Danıştayın verdiği ilgili kararın içeriği özet olarak aşağıdaki gibidir:
- BSMV’nin, 6802 sayılı Gider Vergileri Kanunu’nun 28, 30, 31 ve 33’üncü maddelerine dayandığı,
- 5411 sayılı Bankacılık Kanunu’nun 4’üncü maddesinde bankacılık faaliyet konularının sayıldığı ve para piyasası araçları ile kıymetli madenlerin alım satımı işlerinin ayrı işlemler olarak nitelendirildiği,
- Kambiyo mevzuatına ilişkin düzenlemelerin dayanağı olan 1567 sayılı Türk Parasının Kıymetini Koruma Hakkında Kanun’un (“TPKKHK”) 1’inci maddesinde ve TPKKHK’na ilişkin 32 sayılı Karar’ın “Tanımlar” başlıklı 2’nci maddesinde kambiyo araçlarının ayrı ayrı tanımlandığı, döviz (kambiyo), efektif dahil yabancı parayla ödemeyi sağlayan her nev’i hesap, belge ve vasıtaları olduğu; “kıymetli madenler” ise, her tür ve şekilde altın, gümüş, platin ve paladyum olarak ayrı ayrı ifade edildiği,
- Anılan düzenlemelerde vadesiz ve yatırım hesapları üzerinden fiziki teslimat olmaksızın yapılan altın alım-satım işlemlerinin kambiyo işlemi olarak değerlendirilmesine hukuki dayanak teşkil edebilecek herhangi bir hüküm bulunmadığı gibi, dava konusu düzenleyici işlemin tesis edildiği 22.05.2020 tarihine kadar davalı idarenin de vadesiz ve yatırım hesapları üzerinden fiziki teslimat olmaksızın yapılan altın alım-satım işlemlerini kambiyo işlemi olarak değerlendirmediği ve banka ve sigorta muameleleri vergisine tabi tutulması gerektiğine ilişkin bir görüşünün olmadığı,
- Aksine, Gelir İdaresi Başkanlığı, Büyük Mükellefler Vergi Dairesi Başkanlığının 22.02.2012 tarihli özelgesinde bildirdiği görüş dikkate alındığında bankaların vadesiz ve yatırım hesapları üzerinden fiziki teslimat olmaksızın yapılan altın satış işlemlerinin, bu konuda açık bir yasal düzenleme bulunmamasına rağmen kambiyo satışı olarak değerlendirilmesi suretiyle BSMV’ne tabi tutulmasında, Anayasa’nın kanunilik, hukuki belirlilik, hukuki güvenlik ve açıklık ilkelerine uyarlık görülmemiştir.

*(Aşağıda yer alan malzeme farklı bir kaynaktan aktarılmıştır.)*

//! Concrete agent implementations
//!
//! - ReActAgent: answers one query with the ReAct loop behind the Agent trait

pub mod react;

pub use react::ReActAgent;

Danıştay, Bakanlığın Anayasa ve yasalara aykırı olarak vergi salmasını uygun görmeyerek ilgili idari işlemi iptal ettiğine göre, bundan böyle, bankaların fiziki teslimat olmaksızın gerçekleştirdiği kaydi altın satış işlemlerinden kambiyo işlemi kapsamında binde 2 oranında BSMV hesaplanmayacak, ancak bankaların bu işlemler nedeniyle lehe aldıkları tutarlar üzerinden %5 BSMV hesaplamaları gerekecektir. Altın yatırımcıları da altın alım satım işlemleri üzerinden alınan BSMV ödeme yükünden kurtulmak suretiyle reel getirilerini artırmak suretiyle ekonomiye katkılarını sürdürebileceklerdir.